El Vínculo Indisoluble: Muerte del Ego y Silencio
La Gnosis nos enseña que la mente es un vehículo que debe estar al servicio del Espíritu, pero hoy es el cubil de la Bestia. El silencio permanente es imposible sin la Muerte Mística.
“El silencio de la mente sólo es posible cuando se ha disuelto el Yo, el Mí mismo, el sí mismo.” — V.M Samael Aun Weor, La Revolución de la Dialéctica.
¿Por qué la muerte es el único camino?
El Ego es sustancia del pasado: El pensamiento es siempre memoria. Si piensas, estás en el pasado. El silencio es el Eterno Ahora.
La Identificación: Vivimos identificados con las formas, los problemas y los deseos. La muerte del Ego rompe los hilos de la identificación, permitiendo que la Conciencia se desprenda de la maquinaria mental.
La Comprensión Creadora: No basta con reprimir un pensamiento. Hay que comprender el “Yo” que lo origina (el Yo de la lujuria, el Yo del orgullo, el Yo del miedo). Una vez comprendido íntegramente en todos los niveles del subconsciente, se le pide a la Divina Madre Kundalini su desintegración. Sin muerte, el silencio es solo una tregua temporal.

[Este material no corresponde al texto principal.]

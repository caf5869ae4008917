//! Road rule encoding: clause parsing, matching, and the parse cache.
//!
//! Every road in the dataset carries an encoded rule string describing
//! which 3-digit suffix applies to which house-number/lane/alley span.
//! [`parse_rule_string`] turns the string into ordered [`RuleClause`]s,
//! [`select`] picks the clause for a query, and [`RuleCache`] memoizes
//! parses across roads that share a rule string.

mod cache;
mod clause;
mod matcher;

pub use cache::RuleCache;
pub use clause::{parse_rule_string, Parity, RuleClause};
pub use matcher::select;
#[cfg(test)]
mod tests {
    use super::*;

    fn sample_directory() -> ZipDirectory {
        let dataset = Dataset::from_json_str(
            r#"{
                "zip3": {
                    "臺北市": { "中正區": "100", "大安區": "106" },
                    "高雄市": { "三民區": "807" }
                },
                "data": {
                    "臺北市": {
                        "中正區": {
                            "三元街": "053,0,0,0|060,0,0,0,0,0,131,0,9999",
                            "仁愛路１段": "051,1,0,0|052,2,0,0",
                            "寧波西街": "058,0,0,0,0,0,1,0,74|059,0,0,0,0,0,75,0,9999",
                            "金山南路１段": "055,0,1,50,0,0,0,0,0|056,0,51,0,0,0,0,0,9999",
                            "泉州街": "057,0,10,0,5,0,0,0,0|058,0,0,0|057,0,20,0,0,0,0,0,0",
                            "廈門街": ""
                        }
                    },
                    "高雄市": {
                        "三民區": {
                            "大昌一路": "001,0,0,0"
                        }
                    }
                }
            }"#,
        )
        .unwrap();
        ZipDirectory::new(dataset)
    }

    #[test]
    fn test_enumeration() {
        let directory = sample_directory();
        assert_eq!(directory.cities(), vec!["臺北市", "高雄市"]);
        assert_eq!(directory.areas("臺北市"), vec!["中正區"]);
        assert_eq!(directory.areas("不存在市"), Vec::<&str>::new());
        assert_eq!(directory.roads("臺北市", "中正區").len(), 6);
        assert_eq!(
            directory.roads("不存在市", "中正區"),
            Vec::<&str>::new()
        );
        assert_eq!(
            directory.roads("臺北市", "不存在區"),
            Vec::<&str>::new()
        );
    }

    #[test]
    fn test_resolve_without_detail_takes_first_clause() {
        let directory = sample_directory();
        let query = AddressQuery::new("臺北市", "中正區", "三元街");
        let result = directory.resolve(&query).unwrap();
        assert_eq!(result.zipcode, "100053");
        assert_eq!(result.zip3, "100");
        assert_eq!(result.city, "臺北市");
        assert_eq!(result.area, "中正區");
        assert_eq!(result.road, "三元街");
    }

    #[test]
    fn test_resolve_number_in_open_range() {
        let directory = sample_directory();
        let query = AddressQuery::new("臺北市", "中正區", "三元街").with_number(145);
        assert_eq!(directory.resolve(&query).unwrap().zipcode, "100060");
    }

    #[test]
    fn test_resolve_falls_back_below_range() {
        let directory = sample_directory();
        let query = AddressQuery::new("臺北市", "中正區", "三元街").with_number(50);
        assert_eq!(directory.resolve(&query).unwrap().zipcode, "100053");
    }

    #[test]
    fn test_resolve_parity_road() {
        let directory = sample_directory();
        let base = AddressQuery::new("臺北市", "中正區", "仁愛路１段");
        assert_eq!(
            directory.resolve(&base.with_number(3)).unwrap().zipcode,
            "100051"
        );
        assert_eq!(
            directory.resolve(&base.with_number(8)).unwrap().zipcode,
            "100052"
        );
        // No number: the first clause has no applicable constraint left.
        assert_eq!(directory.resolve(&base).unwrap().zipcode, "100051");
    }

    #[test]
    fn test_resolve_number_ranges() {
        let directory = sample_directory();
        let base = AddressQuery::new("臺北市", "中正區", "寧波西街");
        assert_eq!(
            directory.resolve(&base.with_number(74)).unwrap().zipcode,
            "100058"
        );
        assert_eq!(
            directory.resolve(&base.with_number(75)).unwrap().zipcode,
            "100059"
        );
    }

    #[test]
    fn test_resolve_lane_forms() {
        let directory = sample_directory();
        let base = AddressQuery::new("臺北市", "中正區", "金山南路１段");
        assert_eq!(
            directory.resolve(&base.with_lane(30)).unwrap().zipcode,
            "100055"
        );
        assert_eq!(
            directory.resolve(&base.with_lane(80)).unwrap().zipcode,
            "100056"
        );
        // Both clauses need a lane; its absence falls back to the first.
        assert_eq!(directory.resolve(&base).unwrap().zipcode, "100055");
        assert_eq!(
            directory.resolve(&base.with_lane(0)).unwrap().zipcode,
            "100055"
        );
    }

    #[test]
    fn test_resolve_lane_and_alley() {
        let directory = sample_directory();
        let base = AddressQuery::new("臺北市", "中正區", "泉州街");
        assert_eq!(
            directory
                .resolve(&base.with_lane(10).with_alley(5))
                .unwrap()
                .zipcode,
            "100057"
        );
        // Missing alley skips the constrained clause.
        assert_eq!(
            directory.resolve(&base.with_lane(10)).unwrap().zipcode,
            "100058"
        );
        assert_eq!(directory.resolve(&base).unwrap().zipcode, "100058");
    }

    #[test]
    fn test_resolve_unknown_levels() {
        let directory = sample_directory();
        assert!(directory
            .resolve(&AddressQuery::new("不存在市", "中正區", "三元街"))
            .is_none());
        assert!(directory
            .resolve(&AddressQuery::new("臺北市", "不存在區", "三元街"))
            .is_none());
        assert!(directory
            .resolve(&AddressQuery::new("臺北市", "中正區", "不存在路"))
            .is_none());
        assert!(directory
            .resolve(&AddressQuery::new("", "", ""))
            .is_none());
    }

    #[test]
    fn test_resolve_empty_rule_string() {
        let directory = sample_directory();
        assert!(directory
            .resolve(&AddressQuery::new("臺北市", "中正區", "廈門街"))
            .is_none());
    }

    #[test]
    fn test_resolve_does_not_trim() {
        let directory = sample_directory();
        assert!(directory
            .resolve(&AddressQuery::new(" 臺北市 ", "中正區", "三元街"))
            .is_none());
    }

    #[test]
    fn test_resolve_extreme_numbers_still_produce_a_code() {
        let directory = sample_directory();
        let base = AddressQuery::new("臺北市", "中正區", "三元街");
        assert!(directory.resolve(&base.with_number(0)).is_some());
        assert!(directory.resolve(&base.with_number(-1)).is_some());
        assert_eq!(
            directory.resolve(&base.with_number(999_999)).unwrap().zipcode,
            "100060"
        );
    }

    #[test]
    fn test_resolve_is_idempotent() {
        let directory = sample_directory();
        let query = AddressQuery::new("臺北市", "中正區", "三元街").with_number(145);
        let first = directory.resolve(&query).unwrap();
        let second = directory.resolve(&query).unwrap();
        assert_eq!(first, second);
    }

    #[test]
    fn test_zip_codes_for_road_sorted_and_deduplicated() {
        let directory = sample_directory();
        assert_eq!(
            directory.zip_codes_for_road("臺北市", "中正區", "三元街"),
            vec!["100053", "100060"]
        );
        // 泉州街 carries 057 twice; the duplicate collapses.
        assert_eq!(
            directory.zip_codes_for_road("臺北市", "中正區", "泉州街"),
            vec!["100057", "100058"]
        );
        assert!(directory
            .zip_codes_for_road("臺北市", "中正區", "不存在路")
            .is_empty());
        assert!(directory
            .zip_codes_for_road("臺北市", "中正區", "廈門街")
            .is_empty());
        assert!(directory.zip_codes_for_road("", "", "").is_empty());
    }

    #[test]
    fn test_search_roads() {
        let directory = sample_directory();
        let hits = directory.search_roads("三元", None, None);
        assert_eq!(hits.len(), 1);
        assert_eq!(hits[0].city, "臺北市");
        assert_eq!(hits[0].area, "中正區");
        assert_eq!(hits[0].road, "三元街");

        let scoped = directory.search_roads("路", Some("高雄市"), None);
        assert_eq!(scoped.len(), 1);
        assert_eq!(scoped[0].road, "大昌一路");

        assert!(directory
            .search_roads("路", Some("不存在市"), None)
            .is_empty());
        assert!(directory
            .search_roads("路", Some("臺北市"), Some("不存在區"))
            .is_empty());
    }

    #[test]
    fn test_search_roads_keyword_edge_cases() {
        let directory = sample_directory();
        assert!(directory.search_roads("", None, None).is_empty());
        assert!(directory.search_roads("   ", None, None).is_empty());
        assert!(directory.search_roads("\u{0}", None, None).is_empty());
        let long = "路".repeat(1000);
        assert!(directory.search_roads(&long, None, None).is_empty());
        // The keyword itself is trimmed before matching.
        assert_eq!(directory.search_roads("  三元  ", None, None).len(), 1);
    }

    #[test]
    fn test_is_valid_zip6() {
        let directory = sample_directory();
        assert!(directory.is_valid_zip6("100053"));
        assert!(directory.is_valid_zip6("100060"));
        assert!(directory.is_valid_zip6("807001"));
        assert!(!directory.is_valid_zip6("999999"));
        assert!(!directory.is_valid_zip6("100"));
        assert!(!directory.is_valid_zip6("10006"));
        assert!(!directory.is_valid_zip6("1000600"));
        assert!(!directory.is_valid_zip6("10005a"));
        assert!(!directory.is_valid_zip6(""));
        // Full-width digits are not ASCII digits.
        assert!(!directory.is_valid_zip6("１００053"));
    }

    #[test]
    fn test_cache_stats_progression() {
        let directory = sample_directory();
        assert_eq!(
            directory.cache_stats(),
            CacheStats {
                parsed_rules: 0,
                valid_index_built: false
            }
        );

        directory.resolve(&AddressQuery::new("臺北市", "中正區", "三元街"));
        let stats = directory.cache_stats();
        assert_eq!(stats.parsed_rules, 1);
        assert!(!stats.valid_index_built);

        // Malformed input is rejected by shape alone.
        assert!(!directory.is_valid_zip6("abc"));
        assert!(!directory.cache_stats().valid_index_built);

        assert!(directory.is_valid_zip6("100053"));
        let stats = directory.cache_stats();
        assert!(stats.valid_index_built);
        // The index build parsed every remaining rule string.
        assert_eq!(stats.parsed_rules, 6);
    }

    #[test]
    fn test_directories_do_not_share_caches() {
        let first = sample_directory();
        let second = sample_directory();
        first.resolve(&AddressQuery::new("臺北市", "中正區", "三元街"));
        assert_eq!(first.cache_stats().parsed_rules, 1);
        assert_eq!(second.cache_stats().parsed_rules, 0);
    }
}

El Vacío Iluminador y la Gnosis de Jesús
El amado Maestro Jesús, en su enseñanza secreta (como se vislumbra en el Evangelio de Tomás y la Pistis Sophia), aludía al estado de “pobreza de espíritu”. Ser “pobre de espíritu” es estar vacío de Ego, vacío de conceptos, vacío de “mí mismo”.
El Vacío no es la Nada: En la Gnosis de la Gran Logia Blanca, el Vacío Iluminador es la plenitud absoluta. Es el estado donde el Cristo Íntimo puede expresarse.
La Transfiguración: Para que el Logos (la Palabra) resuene, el templo (la mente) debe estar en silencio. Jesús expulsó a los mercaderes del templo; esos mercaderes son los Yoes que comercian con nuestras energías y pensamientos.
Técnica y Praxis: Hacia la Quietud Interior
Para llegar al silencio contundente, la Gran Logia Blanca sugiere tres pasos fundamentales en la meditación gnóstica:
Auto-observación Psicológica: Vigilar la mente de momento en momento. Si surge un pensamiento, no juzgarlo, solo observar de qué Yo proviene.
Análisis Super-sustancial: En meditación, tomar ese pensamiento o emoción y diseccionarlo. ¿Qué quiere? ¿Por qué se manifiesta?
Oración en el Corazón: Apelar a la Madre Divina (Ram-Io). El silencio no es un logro del intelecto, es una gracia que ocurre cuando la Madre desintegra la estructura egoica que causaba el ruido.